Data under study START
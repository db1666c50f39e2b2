//! Per-player and global turn statistics.
//!
//! Everything here is recomputed from scratch on every call; there is no
//! incremental state. Aggregates only ever see surviving turns, never the
//! ones dropped by the extractor's duration filter.

use std::collections::BTreeMap;

use serde::Serialize;

use crate::extract::Turn;

/// Absolute duration above which a turn always counts as an outlier, in
/// seconds. Catches slow turns even for players whose variance makes the
/// sigma test vacuous.
const OUTLIER_ABSOLUTE_SECS: i64 = 300;

/// Player-relative outlier threshold, in standard deviations.
const OUTLIER_SIGMA: f64 = 3.0;

/// Aggregate statistics for one player.
#[derive(Debug, Clone, PartialEq, Serialize)]
pub struct PlayerStats {
    pub count: usize,
    pub avg: f64,
    pub min: i64,
    pub max: i64,

    /// Population standard deviation (divide by count, not count - 1).
    pub stddev: f64,

    /// Relative performance index: mean of `global avg - duration` over this
    /// player's turns. Positive means the player tends to play faster than
    /// the global average.
    pub ipr: f64,

    /// Rounded percentage of this player's turns strictly faster than the
    /// global average.
    pub percent_faster: u32,

    pub outliers_count: usize,

    /// Raw durations backing the aggregates, in turn order.
    pub durations: Vec<i64>,
}

/// Aggregate statistics over the pooled turns of all players.
#[derive(Debug, Clone, PartialEq, Serialize)]
pub struct GlobalStats {
    pub avg: f64,
    pub stddev: f64,
    pub longest: i64,
    pub shortest: i64,
    pub more_than_avg: usize,
    pub less_than_avg: usize,
}

/// Derived flags for a single turn.
#[derive(Debug, Clone, PartialEq, Serialize)]
pub struct TurnAnnotation {
    /// More than 3 standard deviations from the player's own average, or
    /// over the absolute 300-second threshold. Player-relative, not
    /// global-relative.
    pub is_outlier: bool,

    /// Signed seconds versus the global average; positive means faster.
    pub delta_to_global: f64,

    pub faster_than_global: bool,
}

/// Result of a statistics run.
#[derive(Debug, Clone, PartialEq, Serialize)]
pub struct StatsReport {
    /// Keys are exactly the players with at least one surviving turn.
    pub by_player: BTreeMap<String, PlayerStats>,

    pub global: GlobalStats,

    /// One annotation per input turn, parallel by index.
    pub annotations: Vec<TurnAnnotation>,
}

/// Computes per-player and global statistics over the given turns.
///
/// Deterministic and stateless: the same input always yields the same
/// report. An empty turn slice is a normal outcome and produces an empty
/// `by_player` map with all global values defined as zero.
#[allow(clippy::cast_precision_loss)]
pub fn compute_stats(turns: &[Turn]) -> StatsReport {
    let mut durations_by_player: BTreeMap<&str, Vec<i64>> = BTreeMap::new();
    for turn in turns {
        durations_by_player
            .entry(&turn.player)
            .or_default()
            .push(turn.duration);
    }

    let all_durations: Vec<i64> = turns.iter().map(|t| t.duration).collect();
    let global_avg = mean(&all_durations);

    let mut by_player = BTreeMap::new();
    for (player, durations) in durations_by_player {
        let avg = mean(&durations);
        let sd = stddev(&durations);
        let faster = durations
            .iter()
            .filter(|&&d| (d as f64) < global_avg)
            .count();
        let outliers_count = durations
            .iter()
            .filter(|&&d| is_outlier(d, avg, sd))
            .count();

        by_player.insert(
            player.to_string(),
            PlayerStats {
                count: durations.len(),
                avg,
                min: durations.iter().copied().min().unwrap_or(0),
                max: durations.iter().copied().max().unwrap_or(0),
                stddev: sd,
                // Mean of (global avg - d) collapses to global avg - player avg.
                ipr: global_avg - avg,
                percent_faster: percent(faster, durations.len()),
                outliers_count,
                durations,
            },
        );
    }

    let global = GlobalStats {
        avg: global_avg,
        stddev: stddev(&all_durations),
        longest: all_durations.iter().copied().max().unwrap_or(0),
        shortest: all_durations.iter().copied().min().unwrap_or(0),
        more_than_avg: all_durations
            .iter()
            .filter(|&&d| d as f64 > global_avg)
            .count(),
        less_than_avg: all_durations
            .iter()
            .filter(|&&d| (d as f64) < global_avg)
            .count(),
    };

    let annotations = turns
        .iter()
        .map(|turn| {
            let (avg, sd) = by_player
                .get(turn.player.as_str())
                .map_or((0.0, 0.0), |s| (s.avg, s.stddev));
            TurnAnnotation {
                is_outlier: is_outlier(turn.duration, avg, sd),
                delta_to_global: global_avg - turn.duration as f64,
                faster_than_global: (turn.duration as f64) < global_avg,
            }
        })
        .collect();

    StatsReport {
        by_player,
        global,
        annotations,
    }
}

#[allow(clippy::cast_precision_loss)]
fn mean(durations: &[i64]) -> f64 {
    if durations.is_empty() {
        return 0.0;
    }
    durations.iter().sum::<i64>() as f64 / durations.len() as f64
}

/// Population standard deviation; 0 for the empty slice.
#[allow(clippy::cast_precision_loss)]
fn stddev(durations: &[i64]) -> f64 {
    if durations.is_empty() {
        return 0.0;
    }
    let mean = mean(durations);
    let variance = durations
        .iter()
        .map(|&d| {
            let delta = d as f64 - mean;
            delta * delta
        })
        .sum::<f64>()
        / durations.len() as f64;
    variance.sqrt()
}

#[allow(clippy::cast_precision_loss)]
fn is_outlier(duration: i64, player_avg: f64, player_stddev: f64) -> bool {
    (duration as f64 - player_avg).abs() > OUTLIER_SIGMA * player_stddev
        || duration > OUTLIER_ABSOLUTE_SECS
}

#[allow(
    clippy::cast_precision_loss,
    clippy::cast_possible_truncation,
    clippy::cast_sign_loss
)]
fn percent(part: usize, whole: usize) -> u32 {
    if whole == 0 {
        return 0;
    }
    (100.0 * part as f64 / whole as f64).round() as u32
}

#[cfg(test)]
mod tests {
    use super::*;

    fn turn(player: &str, duration: i64) -> Turn {
        Turn {
            player: player.to_string(),
            start: 0,
            end: duration,
            duration,
        }
    }

    #[test]
    fn empty_turns_yield_zero_defaults() {
        let report = compute_stats(&[]);

        assert!(report.by_player.is_empty());
        assert!(report.annotations.is_empty());
        assert_eq!(report.global.avg, 0.0);
        assert_eq!(report.global.stddev, 0.0);
        assert_eq!(report.global.longest, 0);
        assert_eq!(report.global.shortest, 0);
        assert_eq!(report.global.more_than_avg, 0);
        assert_eq!(report.global.less_than_avg, 0);
    }

    #[test]
    fn global_and_per_player_averages() {
        let turns = vec![turn("AmeisingEO", 4), turn("Astronero", 9)];

        let report = compute_stats(&turns);

        assert_eq!(report.global.avg, 6.5);
        assert_eq!(report.by_player["AmeisingEO"].count, 1);
        assert_eq!(report.by_player["AmeisingEO"].avg, 4.0);
        assert_eq!(report.by_player["Astronero"].count, 1);
        assert_eq!(report.by_player["Astronero"].avg, 9.0);
        assert_eq!(report.global.longest, 9);
        assert_eq!(report.global.shortest, 4);
    }

    #[test]
    fn stddev_is_population_not_sample() {
        // Classic fixture: mean 5, population stddev exactly 2
        // (the sample version would give ~2.14).
        let turns: Vec<Turn> = [2, 4, 4, 4, 5, 5, 7, 9]
            .iter()
            .map(|&d| turn("Alice", d))
            .collect();

        let report = compute_stats(&turns);

        let alice = &report.by_player["Alice"];
        assert_eq!(alice.avg, 5.0);
        assert_eq!(alice.stddev, 2.0);
        assert_eq!(report.global.stddev, 2.0);
    }

    #[test]
    fn percent_faster_is_rounded() {
        // Global avg 20; one of three turns is strictly faster: 33.33 -> 33.
        let turns = vec![turn("Alice", 10), turn("Alice", 20), turn("Alice", 30)];
        let report = compute_stats(&turns);
        assert_eq!(report.by_player["Alice"].percent_faster, 33);

        // Two of three faster: 66.67 -> 67.
        let turns = vec![turn("Bob", 10), turn("Bob", 15), turn("Bob", 50)];
        let report = compute_stats(&turns);
        assert_eq!(report.by_player["Bob"].percent_faster, 67);
    }

    #[test]
    fn ipr_sign_tracks_relative_pace() {
        let turns = vec![
            turn("Alice", 10),
            turn("Alice", 20),
            turn("Alice", 30),
            turn("Bob", 40),
        ];

        let report = compute_stats(&turns);

        // Global avg 25; Alice averages 20, Bob 40.
        assert_eq!(report.by_player["Alice"].ipr, 5.0);
        assert_eq!(report.by_player["Bob"].ipr, -15.0);
    }

    #[test]
    fn strict_comparisons_skip_turns_at_the_average() {
        let turns = vec![turn("Alice", 10), turn("Bob", 10)];

        let report = compute_stats(&turns);

        assert_eq!(report.global.avg, 10.0);
        assert_eq!(report.global.more_than_avg, 0);
        assert_eq!(report.global.less_than_avg, 0);
        assert_eq!(report.by_player["Alice"].percent_faster, 0);
    }

    #[test]
    fn absolute_threshold_marks_long_turns_as_outliers() {
        // A single 301s turn: the sigma test is vacuous (deviation from its
        // own average is 0) but the absolute threshold still fires.
        let turns = vec![turn("Alice", 301)];

        let report = compute_stats(&turns);

        assert_eq!(report.by_player["Alice"].outliers_count, 1);
        assert!(report.annotations[0].is_outlier);
    }

    #[test]
    fn single_turn_under_threshold_is_not_an_outlier() {
        let turns = vec![turn("Alice", 200)];

        let report = compute_stats(&turns);

        assert_eq!(report.by_player["Alice"].outliers_count, 0);
        assert!(!report.annotations[0].is_outlier);
    }

    #[test]
    fn sigma_rule_marks_player_relative_outliers() {
        // Ten 10s turns plus one 120s spike: the spike sits 100s from the
        // player average with 3*stddev ~ 94.9s, so the sigma rule fires
        // without help from the absolute threshold.
        let mut turns: Vec<Turn> = (0..10).map(|_| turn("Alice", 10)).collect();
        turns.push(turn("Alice", 120));

        let report = compute_stats(&turns);

        assert_eq!(report.by_player["Alice"].outliers_count, 1);
        assert!(report.annotations[10].is_outlier);
        assert!(report.annotations[..10].iter().all(|a| !a.is_outlier));
    }

    #[test]
    fn annotations_are_parallel_to_input_order() {
        let turns = vec![turn("Bob", 40), turn("Alice", 10)];

        let report = compute_stats(&turns);

        // Global avg 25. Annotation order matches input order, not the
        // sorted by_player order.
        assert_eq!(report.annotations.len(), 2);
        assert_eq!(report.annotations[0].delta_to_global, -15.0);
        assert!(!report.annotations[0].faster_than_global);
        assert_eq!(report.annotations[1].delta_to_global, 15.0);
        assert!(report.annotations[1].faster_than_global);
    }

    #[test]
    fn recomputation_is_deterministic() {
        let turns = vec![
            turn("Alice", 12),
            turn("Bob", 301),
            turn("Alice", 47),
            turn("Carol", 3),
        ];

        let first = compute_stats(&turns);
        let second = compute_stats(&turns);

        assert_eq!(first, second);
    }

    #[test]
    fn by_player_keys_are_exactly_the_surviving_players() {
        let turns = vec![turn("Alice", 10), turn("Bob", 20), turn("Alice", 30)];

        let report = compute_stats(&turns);

        let players: Vec<&str> = report.by_player.keys().map(String::as_str).collect();
        assert_eq!(players, vec!["Alice", "Bob"]);
        assert_eq!(report.by_player["Alice"].durations, vec![10, 30]);
    }
}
Data under study END
The answer should be a bare number: how many lines of the material above include "over".

• [Task result]
4